La policía fue amenazada con acciones legales después de que a las mujeres se les dijera que compartieran baños y vestuarios con agentes trans.

La policía de Gwent ha sido acusada de violar las nuevas directrices sobre igualdad, que dicen que “los miembros trans del personal tienen derecho a utilizar las instalaciones de su género”.

El grupo de derechos de las mujeres se prepara ahora para acudir a los tribunales después de que el Comité de Control de Igualdad presentara sus recomendaciones en el Parlamento la semana pasada.

El código de prácticas actualizado de la Comisión de Igualdad y Derechos Humanos (EHRC), que aún no ha sido aprobado por los parlamentarios y sus pares, aclara que los espacios diferenciados por sexo, como vestuarios y baños, deben usarse en función del sexo biológico. Se debe proporcionar un espacio neutral en cuanto al género para las personas transgénero en lugar de baños para mujeres.

Esto sigue a un fallo de la Corte Suprema el año pasado de que la definición de mujer según la Ley de Igualdad debe basarse en el sexo biológico.

La Red de Derechos de las Mujeres ha solicitado políticas de género a todos los poderes al amparo de la Ley de Libertad de Información para ver si están cumpliendo con la sentencia del Tribunal Supremo.

Reveló que muchos están actualmente en el proceso de cambiar sus políticas, pero la policía de Gwent enfatizó: ‘El personal trans tiene derecho a utilizar las instalaciones de su género. Esto sucede desde el primer día que están en ese género. Es inaceptable insistir en el uso de instalaciones especiales por parte del personal que se traslada en el trabajo.

Según la política de Transiciones de Fuerza en el Lugar de Trabajo, los baños, vestuarios y duchas para agentes y miembros del público no están segregados según el sexo biológico.

La policía de Gwent acusada de violar las nuevas directrices sobre igualdad, ‘el personal trans tiene derecho a utilizar las instalaciones de su género’

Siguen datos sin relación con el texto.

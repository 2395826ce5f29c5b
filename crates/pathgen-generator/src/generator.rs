//! The generator lifecycle and the closed set of generation modes.

use pathgen_core::{Diagnostic, Result};
use pathgen_curve::control::DEFAULT_TANGENT_SCALE;
use pathgen_curve::{AnchorStyle, ControlMode, CurveSpec};
use pathgen_math::{PathSpace, Point3};

use crate::base::{GenerationReport, GeneratorCore, GeneratorState};
use crate::config::{GenerationConfig, ModeConfig};
use crate::polygon::PolygonGenerator;
use crate::random_walk::RandomWalkGenerator;
use crate::spiral::SpiralGenerator;

/// Capability shared by every generation mode.
///
/// Implementors supply the point production (`seed`, `produce_unit`) and
/// how the curve follows (`rebuild`, `full_rebuild`); the lifecycle on top
/// is provided.
pub trait PathGenerator {
    fn core(&self) -> &GeneratorCore;
    fn core_mut(&mut self) -> &mut GeneratorCore;

    /// Fill the freshly reset sequence with the mode's initial points.
    fn seed(&mut self);

    /// Produce one unit of points into the sequence without touching the curve.
    fn produce_unit(&mut self);

    /// Bring the curve up to date after one or more units.
    fn rebuild(&mut self) {
        let space = self.space();
        self.core_mut().extend_curve(space, ControlMode::Mirrored);
    }

    /// Rebuild the curve from every point in the sequence.
    fn full_rebuild(&mut self) {
        let space = self.space();
        self.core_mut()
            .rebuild_full(false, space, AnchorStyle::new(ControlMode::Mirrored, DEFAULT_TANGENT_SCALE));
    }

    fn space(&self) -> PathSpace {
        PathSpace::from_is_3d(self.core().settings().is_3d)
    }

    /// Most recent point the mode continues from, if it tracks one.
    fn last_point(&self) -> Option<Point3> {
        None
    }

    /// Reset the sequence, seed it and build the curve from scratch.
    fn initialize(&mut self) {
        tracing::debug!(generator = %self.core().name(), "initializing");
        self.core_mut().reset();
        self.seed();
        self.core_mut().ensure_minimum();
        self.full_rebuild();
        self.core_mut().set_state(GeneratorState::Ready);
    }

    /// Open a batch: `Ready -> Generating`.
    fn begin_batch(&mut self) -> Result<()> {
        self.core_mut().begin_batch()
    }

    /// Close a batch with one curve update: `Generating -> Ready`.
    fn end_batch(&mut self) -> GenerationReport {
        self.rebuild();
        self.core_mut().finish_batch()
    }

    /// Produce one unit and update the curve.
    fn generate_point(&mut self) -> Result<GenerationReport> {
        self.begin_batch()?;
        self.core_mut().count_unit();
        self.produce_unit();
        Ok(self.end_batch())
    }

    /// Drop everything and initialize again.
    fn clear(&mut self) {
        self.core_mut().set_state(GeneratorState::Cleared);
        self.initialize();
    }

    fn state(&self) -> GeneratorState {
        self.core().state()
    }

    fn points(&self) -> &[Point3] {
        self.core().points()
    }

    /// The finished curve, read-only.
    fn curve(&self) -> Option<&CurveSpec> {
        self.core().curve()
    }

    fn take_diagnostics(&mut self) -> Vec<Diagnostic> {
        self.core_mut().take_diagnostics()
    }
}

/// One generator of any mode.
pub enum Generator {
    RandomWalk(RandomWalkGenerator),
    Polygon(PolygonGenerator),
    Spiral(SpiralGenerator),
}

impl Generator {
    /// Build an uninitialized generator. Out-of-range fields are clamped and
    /// the clamps recorded as diagnostics.
    pub fn from_config(config: GenerationConfig) -> Self {
        let (config, diagnostics) = config.sanitized();
        let mut generator = match config.mode {
            ModeConfig::RandomWalk(c) => {
                Generator::RandomWalk(RandomWalkGenerator::new(config.settings, c))
            }
            ModeConfig::Polygon(c) => Generator::Polygon(PolygonGenerator::new(config.settings, c)),
            ModeConfig::Spiral(c) => Generator::Spiral(SpiralGenerator::new(config.settings, c)),
        };
        generator.core_mut().push_diagnostics(diagnostics);
        generator
    }

    pub fn mode_name(&self) -> &'static str {
        match self {
            Generator::RandomWalk(_) => "random_walk",
            Generator::Polygon(_) => "polygon",
            Generator::Spiral(_) => "spiral",
        }
    }
}

macro_rules! dispatch {
    ($self:ident, $g:ident => $body:expr) => {
        match $self {
            Generator::RandomWalk($g) => $body,
            Generator::Polygon($g) => $body,
            Generator::Spiral($g) => $body,
        }
    };
}

impl PathGenerator for Generator {
    fn core(&self) -> &GeneratorCore {
        dispatch!(self, g => g.core())
    }

    fn core_mut(&mut self) -> &mut GeneratorCore {
        dispatch!(self, g => g.core_mut())
    }

    fn seed(&mut self) {
        dispatch!(self, g => g.seed())
    }

    fn produce_unit(&mut self) {
        dispatch!(self, g => g.produce_unit())
    }

    fn rebuild(&mut self) {
        dispatch!(self, g => g.rebuild())
    }

    fn full_rebuild(&mut self) {
        dispatch!(self, g => g.full_rebuild())
    }

    fn space(&self) -> PathSpace {
        dispatch!(self, g => g.space())
    }

    fn last_point(&self) -> Option<Point3> {
        dispatch!(self, g => g.last_point())
    }
}

#[cfg(test)]
mod tests {
    use super::*;
    use crate::config::{PolygonConfig, RandomWalkConfig, SpiralConfig};
    use pathgen_core::DiagnosticKind;

    #[test]
    fn test_from_config_picks_variant() {
        let g = Generator::from_config(GenerationConfig::polygon(PolygonConfig::default()));
        assert_eq!(g.mode_name(), "polygon");
        let g = Generator::from_config(GenerationConfig::spiral(SpiralConfig::default()));
        assert_eq!(g.mode_name(), "spiral");
        assert_eq!(g.state(), GeneratorState::Uninitialized);
    }

    #[test]
    fn test_generate_before_initialize_is_an_error() {
        let mut g = Generator::from_config(GenerationConfig::random_walk(RandomWalkConfig::default()));
        assert!(g.generate_point().is_err());
        g.initialize();
        assert_eq!(g.state(), GeneratorState::Ready);
        assert!(g.generate_point().is_ok());
    }

    #[test]
    fn test_clamps_surface_as_diagnostics() {
        let mut g = Generator::from_config(GenerationConfig::polygon(PolygonConfig {
            edge_count: 50,
            ..Default::default()
        }));
        let diagnostics = g.take_diagnostics();
        assert_eq!(diagnostics.len(), 1);
        assert_eq!(diagnostics[0].kind, DiagnosticKind::InvalidConfig);
    }

    #[test]
    fn test_clear_reinitializes() {
        let mut g = Generator::from_config(GenerationConfig::spiral(SpiralConfig::default()));
        g.initialize();
        g.generate_point().unwrap();
        let grown = g.points().len();
        g.clear();
        assert_eq!(g.state(), GeneratorState::Ready);
        assert!(g.points().len() < grown);
    }
}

Pero la Red de Derechos de las Mujeres cree que la fuerza galesa está ignorando las directrices de la EHRC y violando el Reglamento del Lugar de Trabajo de 1992, que exige que hombres y mujeres dispongan de instalaciones separadas, instalaciones sanitarias, instalaciones de lavado y vestuarios por “razones de propiedad”.

Ceri Rosser, subdirectora de la Red de Derechos de las Mujeres de Gales, dijo: “Hemos dado a la policía de Gwent amplias oportunidades para abordar las políticas ilegales sobre instalaciones diferenciadas para el personal”. Nuestra solicitud de reunión fue ignorada. Este arrogante desprecio por la ley en la policía galesa, que presta servicios a más de medio millón de personas, es sobrecogedor y profundamente inquietante.

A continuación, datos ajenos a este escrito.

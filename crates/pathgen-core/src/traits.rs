use crate::error::Result;

/// Validate structural integrity of a path or curve.
pub trait Validate {
    fn validate(&self) -> Result<()>;
}

/// Compute an axis-aligned bounding box.
pub trait BoundingBox {
    type Point;
    fn bounding_box(&self) -> Option<(Self::Point, Self::Point)>;
}
//! Spirals advancing along one principal axis, four points per cycle.

use pathgen_math::{PathAxis, PathSpace, Point3, Vector3};

use crate::base::GeneratorCore;
use crate::config::{GeneratorSettings, SpiralConfig};
use crate::generator::PathGenerator;

/// Points in one spiral cycle; also the eviction unit.
pub const CYCLE_POINTS: usize = 4;

pub struct SpiralGenerator {
    core: GeneratorCore,
    config: SpiralConfig,
    /// Running swing per axis. The component of the spiral axis holds the
    /// depth reached so far.
    accum: Vector3,
    last_point: Option<Point3>,
}

impl SpiralGenerator {
    pub fn new(settings: GeneratorSettings, config: SpiralConfig) -> Self {
        let accum = config.spiral_length;
        Self {
            core: GeneratorCore::new(settings),
            config,
            accum,
            last_point: None,
        }
    }

    pub fn config(&self) -> &SpiralConfig {
        &self.config
    }

    /// Compute the next cycle and advance the accumulators.
    ///
    /// Along axis `a` the cycle steps a quarter of `spiral_length[a]` per
    /// point. The perpendicular axes swing `+p, +q, -p, -q` around the
    /// origin, each growing by `variation` every time it is used.
    fn next_cycle(&mut self, axis: PathAxis) -> [Point3; CYCLE_POINTS] {
        let a = axis.index();
        let (p, q) = axis.perpendicular();
        let (p, q) = (p.index(), q.index());
        let origin = self.config.spiral_origin;
        let add = if self.config.use_variation {
            self.config.variation
        } else {
            Vector3::ZERO
        };
        let quarter = self.config.spiral_length[a] / 4.0;

        let mut cycle = [origin; CYCLE_POINTS];
        for (k, point) in cycle.iter_mut().enumerate() {
            let (swing, sign) = match k {
                0 => (p, 1.0),
                1 => (q, 1.0),
                2 => (p, -1.0),
                _ => (q, -1.0),
            };
            self.accum[swing] += add[swing];
            point[a] = quarter * (k + 1) as f64 + self.accum[a];
            point[swing] = origin[swing] + sign * (self.accum[swing] + add[swing]);
        }
        self.accum[a] += self.config.spiral_length[a];

        if !self.config.clockwise {
            let swapped = cycle[0][p];
            cycle[0][p] = cycle[2][p];
            cycle[2][p] = swapped;
        }
        cycle
    }

    /// Generate one cycle. Returns `false` when it was refused.
    fn cycle(&mut self, axis: PathAxis) -> bool {
        if !self.core.make_room(CYCLE_POINTS, CYCLE_POINTS) {
            return false;
        }
        for point in self.next_cycle(axis) {
            if !self.core.push(point) {
                return false;
            }
            self.last_point = Some(point);
        }
        true
    }
}

impl PathGenerator for SpiralGenerator {
    fn core(&self) -> &GeneratorCore {
        &self.core
    }

    fn core_mut(&mut self) -> &mut GeneratorCore {
        &mut self.core
    }

    /// Start points, the spiral origin, then one unit of cycles.
    fn seed(&mut self) {
        self.accum = self.config.spiral_length;
        self.last_point = None;

        let start_points = self.core.settings().start_points.clone();
        for p in start_points.into_iter().chain([self.config.spiral_origin]) {
            if self.core.make_room(1, 1) && self.core.push(p) {
                self.last_point = Some(p);
            }
        }
        self.produce_unit();
    }

    fn produce_unit(&mut self) {
        let (axis, err) = self.config.axis.resolve();
        if let Some(err) = err {
            self.core.report(err);
        }
        for _ in 0..self.core.settings().units_per_call() {
            if !self.cycle(axis) {
                break;
            }
        }
    }

    fn space(&self) -> PathSpace {
        PathSpace::Xyz
    }

    fn last_point(&self) -> Option<Point3> {
        self.last_point
    }
}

“Cuando la propia policía parece dispuesta a infringir la ley, la confianza del público en la aplicación de la ley inevitable y comprensiblemente se ve afectada”.

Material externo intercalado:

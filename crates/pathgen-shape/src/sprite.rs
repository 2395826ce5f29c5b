//! Mirroring a Bezier path into a sprite-shape spline.
//!
//! The spline stores positions plus left/right tangent offsets per point,
//! the way 2D sprite-shape renderers expect them. Export is incremental:
//! the exporter remembers the last segment it copied and only appends
//! segments past it on the next [`SpriteShapeExporter::update`].

use pathgen_curve::{Curve, CurveSink};
use pathgen_math::{Point3, Vector3};
use serde::{Deserialize, Serialize};

/// Length factor applied to the unit anchor tangents.
pub const SCALE: f64 = 0.35;

#[derive(Debug, Clone, Copy, PartialEq, Eq, Default, Serialize, Deserialize)]
pub enum TangentMode {
    /// Left and right tangents stay opposite.
    #[default]
    Continuous,
    /// Tangents are independent; used for sharp corners.
    Broken,
}

#[derive(Debug, Clone, Copy, PartialEq, Serialize, Deserialize)]
pub struct ShapePoint {
    pub position: Point3,
    pub left_tangent: Vector3,
    pub right_tangent: Vector3,
    pub mode: TangentMode,
}

impl ShapePoint {
    fn new(position: Point3) -> Self {
        Self {
            position,
            left_tangent: Vector3::ZERO,
            right_tangent: Vector3::ZERO,
            mode: TangentMode::Continuous,
        }
    }
}

#[derive(Debug, Clone, PartialEq, Default, Serialize, Deserialize)]
pub struct ShapeSpline {
    pub points: Vec<ShapePoint>,
    pub open_ended: bool,
}

impl ShapeSpline {
    pub fn len(&self) -> usize {
        self.points.len()
    }

    pub fn is_empty(&self) -> bool {
        self.points.is_empty()
    }

    pub fn clear(&mut self) {
        self.points.clear();
    }
}

/// Keeps a [`ShapeSpline`] in step with a growing curve sink.
///
/// Segments are tracked by index, so a sink that dropped segments from its
/// front has to be exported again with [`SpriteShapeExporter::convert_smooth`]
/// or [`SpriteShapeExporter::convert_sharp`].
#[derive(Debug, Clone, Default)]
pub struct SpriteShapeExporter {
    spline: ShapeSpline,
    last_segment: usize,
}

impl SpriteShapeExporter {
    pub fn new() -> Self {
        Self::default()
    }

    pub fn spline(&self) -> &ShapeSpline {
        &self.spline
    }

    /// Index of the last segment copied into the spline.
    pub fn last_segment(&self) -> usize {
        self.last_segment
    }

    /// Append segments past the last exported one and recompute tangents.
    /// Returns the new last exported segment index.
    pub fn update(&mut self, sink: &dyn CurveSink, sharp: bool) -> usize {
        let count = sink.segment_count();
        self.spline.open_ended = !sink.is_closed();
        if count == 0 {
            tracing::warn!("sprite shape export skipped: path has no segments");
            return self.last_segment;
        }

        if self.spline.len() <= 2 {
            if let Some([start, .., end]) = sink.points_in_segment(0) {
                self.spline.clear();
                self.spline.points.push(ShapePoint::new(start));
                self.spline.points.push(ShapePoint::new(end));
                self.last_segment = 0;
            }
        }

        for i in self.last_segment + 1..count {
            // The closing segment of a loop ends on the first point.
            if i == count - 1 && !self.spline.open_ended {
                continue;
            }
            if let Some([.., end]) = sink.points_in_segment(i) {
                self.spline.points.push(ShapePoint::new(end));
                self.last_segment = i;
            }
        }

        if sharp {
            self.set_sharp_tangents();
        } else {
            self.set_smooth_tangents(sink);
        }
        tracing::debug!(
            points = self.spline.len(),
            last_segment = self.last_segment,
            sharp,
            "sprite shape updated"
        );
        self.last_segment
    }

    /// Re-export everything with continuous tangents.
    pub fn convert_smooth(&mut self, sink: &dyn CurveSink) -> usize {
        self.clear();
        self.update(sink, false)
    }

    /// Re-export everything with zero tangents.
    pub fn convert_sharp(&mut self, sink: &dyn CurveSink) -> usize {
        self.clear();
        self.update(sink, true)
    }

    pub fn clear(&mut self) {
        self.spline.clear();
        self.last_segment = 0;
    }

    fn set_sharp_tangents(&mut self) {
        for point in &mut self.spline.points {
            point.mode = TangentMode::Broken;
            point.left_tangent = Vector3::ZERO;
            point.right_tangent = Vector3::ZERO;
        }
    }

    fn set_smooth_tangents(&mut self, sink: &dyn CurveSink) {
        for (i, point) in self.spline.points.iter_mut().enumerate() {
            let t = anchor_tangent(sink, i) * SCALE;
            point.mode = TangentMode::Continuous;
            point.left_tangent = -t;
            point.right_tangent = t;
        }
        if self.spline.open_ended {
            if let Some(first) = self.spline.points.first_mut() {
                first.left_tangent = Vector3::ZERO;
            }
            if let Some(last) = self.spline.points.last_mut() {
                last.right_tangent = Vector3::ZERO;
            }
        }
    }
}

/// Unit direction of travel through anchor `index`.
///
/// Taken from the curve derivative where the anchor starts a segment (or
/// ends the last one); falls back to the chord when a handle sits on its
/// anchor.
fn anchor_tangent(sink: &dyn CurveSink, index: usize) -> Vector3 {
    let count = sink.segment_count();
    let (segment, t) = if index < count {
        (sink.segment(index), 0.0)
    } else {
        (sink.segment(count.saturating_sub(1)), 1.0)
    };
    let Some(segment) = segment else {
        return Vector3::ZERO;
    };
    let derivative = segment.tangent_at(t);
    if derivative.length_squared() > f64::EPSILON {
        return derivative.normalize();
    }
    (segment.end() - segment.start()).normalize_or_zero()
}
//! Cubic Bezier segment.

use pathgen_math::{Point3, Vector3};
use serde::{Deserialize, Serialize};

use super::Curve;

/// One segment of a path: two anchors and the two control points between
/// them, parameterized over `[0, 1]`.
#[derive(Debug, Clone, Copy, PartialEq, Serialize, Deserialize)]
pub struct CubicBezier {
    pub points: [Point3; 4],
}

impl CubicBezier {
    pub fn new(points: [Point3; 4]) -> Self {
        Self { points }
    }

    pub fn start(&self) -> Point3 {
        self.points[0]
    }

    pub fn end(&self) -> Point3 {
        self.points[3]
    }
}

impl Curve for CubicBezier {
    fn point_at(&self, t: f64) -> Point3 {
        let [p0, p1, p2, p3] = self.points;
        let u = 1.0 - t;
        p0 * (u * u * u) + p1 * (3.0 * u * u * t) + p2 * (3.0 * u * t * t) + p3 * (t * t * t)
    }

    fn tangent_at(&self, t: f64) -> Vector3 {
        let [p0, p1, p2, p3] = self.points;
        let u = 1.0 - t;
        (p1 - p0) * (3.0 * u * u) + (p2 - p1) * (6.0 * u * t) + (p3 - p2) * (3.0 * t * t)
    }

    fn domain(&self) -> (f64, f64) {
        (0.0, 1.0)
    }
}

Kathy Larkman, directora de la Red de Derechos de las Mujeres y oficial de policía retirada, dijo: “Es impactante que las fuerzas policiales finjan no entender las consecuencias de permitir que los hombres entren en las instalaciones de mujeres”.

Ciaran O’Hare, un abogado que representa al grupo de mujeres, escribió una contundente carta que decía: “Si no recibimos una respuesta satisfactoria dentro de 14 días, nuestro cliente se reserva el derecho de iniciar un proceso judicial sin previo aviso”.

Un portavoz de la policía de Gwent dijo: “Nuestra política de inclusión trans fue revisada en la reciente guía de la EHRC sobre espacios públicos y esperamos recibir más orientación sobre los lugares de trabajo”.